Ordre des avocats au barreau de Marseille
Actualités

Interview du Bâtonnier DOMINIQUE MATTEI

 

 

Ancien bâtonnier de l’Ordre des avocats au barreau de Marseille, tout le monde connaît Dominique Mattei, avocat pénaliste, qui a été choisi par le garde des Sceaux et ministre de la Justice, Éric Dupont Moretti, pour présider la Commission sur le renforcement de l’équilibre des enquêtes préliminaires et du secret professionnel de l’avocat, dont le rapport a été déposé en un temps record. 

 

 

 

 

 

Cet article est issu du JDB Marseille 
pour le consulter en intégralité, c'est ICI

 

JDB : Peux-tu nous
rappeler ton parcours ?

Dominique Mattei : Après avoir étudié à la faculté de droit d’Aix-en-Provence, puis au centre de formation, j’ai exercé comme stagiaire au cabinet du bâtonnier José Allégrini, puis je me suis installé ensuite au 98 rue Grignan avec Maître Marie-Ange Mattei et Maître Chantal Fortune. Nous avons, ensemble, développé une activité essentiellement liée au droit pénal. 

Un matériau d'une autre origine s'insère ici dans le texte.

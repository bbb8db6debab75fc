//! Content validators for comments, notes and signups.
//!
//! Validators never touch storage except for the slug availability lookup; they return
//! either a cleaned value ready to persist or `FormErrors` for the re-rendered form.

use crate::{
    models::{CommentForm, CredentialsForm, FormErrors, NoteForm},
    repository::NoteRepository,
    slug::{SLUG_MAX_LENGTH, slugify},
};

/// Words a comment may not contain. Matched case-sensitively as substrings.
pub const BAD_WORDS: [&str; 2] = ["редиска", "негодяй"];

/// Error attached to `text` when a comment contains a banned word.
pub const COMMENT_WARNING: &str = "Не ругайтесь!";

/// Suffix of the error attached to `slug` when it collides with another note.
pub const SLUG_WARNING: &str = " - такой slug уже существует, придумайте уникальное значение!";

pub const REQUIRED_FIELD: &str = "Обязательное поле.";

pub const INVALID_SLUG: &str =
    "Значение должно состоять только из латинских букв, цифр, знаков подчеркивания или дефиса.";

pub const TITLE_MAX_LENGTH: usize = 100;
pub const USERNAME_MAX_LENGTH: usize = 150;
pub const PASSWORD_MIN_LENGTH: usize = 8;

pub const INVALID_USERNAME: &str = "Введите правильное имя пользователя. Оно может содержать только буквы, цифры и знаки @/./+/-/_.";

pub fn too_long(limit: usize, actual: usize) -> String {
    format!("Убедитесь, что это значение содержит не более {limit} символов (сейчас {actual}).")
}

pub fn too_short_password() -> String {
    format!("Введённый пароль слишком короткий. Он должен содержать как минимум {PASSWORD_MIN_LENGTH} символов.")
}

pub fn username_taken() -> String {
    "Пользователь с таким именем уже существует.".to_string()
}

pub fn slug_taken(slug: &str) -> String {
    format!("{slug}{SLUG_WARNING}")
}

/// Returns the first banned word contained in `text`, if any.
pub fn find_bad_word(text: &str) -> Option<&'static str> {
    BAD_WORDS.into_iter().find(|word| text.contains(word))
}

/// validate_comment
///
/// Cleans a comment body: required, and free of banned words.
pub fn validate_comment(form: &CommentForm) -> Result<String, FormErrors> {
    let mut errors = FormErrors::default();
    let text = form.text.trim();
    if text.is_empty() {
        errors.add("text", REQUIRED_FIELD);
    } else if find_bad_word(text).is_some() {
        errors.add("text", COMMENT_WARNING);
    }

    if errors.is_empty() {
        Ok(text.to_string())
    } else {
        Err(errors)
    }
}

/// A note that passed every field check, with its final slug resolved.
#[derive(Debug, Clone, PartialEq, Eq)]
pub struct CleanNote {
    pub title: String,
    pub text: String,
    pub slug: String,
}

/// clean_note_fields
///
/// Field-level checks that need no storage: required fields, lengths, slug syntax,
/// and slug derivation from the title when none was supplied.
pub fn clean_note_fields(form: &NoteForm) -> Result<CleanNote, FormErrors> {
    let mut errors = FormErrors::default();

    let title = form.title.trim();
    let title_len = title.chars().count();
    if title.is_empty() {
        errors.add("title", REQUIRED_FIELD);
    } else if title_len > TITLE_MAX_LENGTH {
        errors.add("title", too_long(TITLE_MAX_LENGTH, title_len));
    }

    let text = form.text.trim();
    if text.is_empty() {
        errors.add("text", REQUIRED_FIELD);
    }

    let explicit = form.slug.trim();
    let slug = if explicit.is_empty() {
        // Derivation needs a usable title; its own error already covers the other case.
        if errors.has("title") {
            String::new()
        } else {
            let derived = slugify(title);
            if derived.is_empty() {
                errors.add("slug", INVALID_SLUG);
            }
            derived
        }
    } else {
        let slug_len = explicit.chars().count();
        if slug_len > SLUG_MAX_LENGTH {
            errors.add("slug", too_long(SLUG_MAX_LENGTH, slug_len));
        } else if !is_valid_slug(explicit) {
            errors.add("slug", INVALID_SLUG);
        }
        explicit.to_string()
    };

    if errors.is_empty() {
        Ok(CleanNote {
            title: title.to_string(),
            text: text.to_string(),
            slug,
        })
    } else {
        Err(errors)
    }
}

/// clean_note
///
/// Full note validation: field checks, then slug uniqueness against every other note.
/// `editing` is the id of the note being updated, which may keep its own slug.
///
/// The lookup is advisory: the unique index still decides concurrent inserts, and the
/// handler maps that conflict to the same field error.
pub async fn clean_note<R: NoteRepository + ?Sized>(
    repo: &R,
    form: &NoteForm,
    editing: Option<i64>,
) -> Result<CleanNote, FormErrors> {
    let clean = clean_note_fields(form)?;

    if let Some(existing) = repo.find_by_slug(&clean.slug).await {
        if Some(existing.id) != editing {
            let mut errors = FormErrors::default();
            errors.add("slug", slug_taken(&clean.slug));
            return Err(errors);
        }
    }

    Ok(clean)
}

/// validate_signup
///
/// Username syntax and length, password length. Availability is decided by the store.
pub fn validate_signup(form: &CredentialsForm) -> Result<(), FormErrors> {
    let mut errors = FormErrors::default();

    let username = form.username.trim();
    let username_len = username.chars().count();
    if username.is_empty() {
        errors.add("username", REQUIRED_FIELD);
    } else if username_len > USERNAME_MAX_LENGTH {
        errors.add("username", too_long(USERNAME_MAX_LENGTH, username_len));
    } else if !username.chars().all(is_username_char) {
        errors.add("username", INVALID_USERNAME);
    }

    if form.password.is_empty() {
        errors.add("password", REQUIRED_FIELD);
    } else if form.password.chars().count() < PASSWORD_MIN_LENGTH {
        errors.add("password", too_short_password());
    }

    if errors.is_empty() { Ok(()) } else { Err(errors) }
}

fn is_valid_slug(slug: &str) -> bool {
    slug.chars()
        .all(|c| c.is_ascii_alphanumeric() || c == '-' || c == '_')
}

fn is_username_char(c: char) -> bool {
    c.is_alphanumeric() || matches!(c, '@' | '.' | '+' | '-' | '_')
}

Au plan ordinal, j’ai assumé deux mandats au conseil de l’Ordre et j’ai été élu au dauphinat, et ensuite au bâtonnat.
Au mois de novembre 2020, le garde des Sceaux, Éric Dupont-Moretti, m’a fait parvenir une lettre de mission et m’a confié la présidence de la Commission sur le renforcement de l’équilibre des enquêtes préliminaires et du secret professionnel de l’avocat. Cette commission était composée de hauts magistrats, 

de responsables de la police et de la gendarmerie et bien sûr d’avocats : Maître Bruno Rebstock et Maître Luc Febbraro notamment, pénalistes inscrits au barreau d’Aix-en-Provence, mais aussi Maître Hervé Témime et Maître Jacqueline Laffont, avocats près la cour d’appel de Paris ainsi que le vice-bâtonnier du barreau de Paris, Maître Vincent Nioré.
Elle a consulté, entre autres, la conférence des procureurs généraux, la conférence des procureurs de la République, la conférence des premiers présidents de cour d’appel, le procureur du parquet national financier, le procureur de Paris, le président du tribunal judiciaire de Paris, des syndicats de magistrats, d’avocats, de greffiers de police et de la presse judiciaire. 

 

Tu viens de déposer ton rapport sur le renforcement de l’équilibre des enquêtes préliminaires et du secret professionnel de l’avocat.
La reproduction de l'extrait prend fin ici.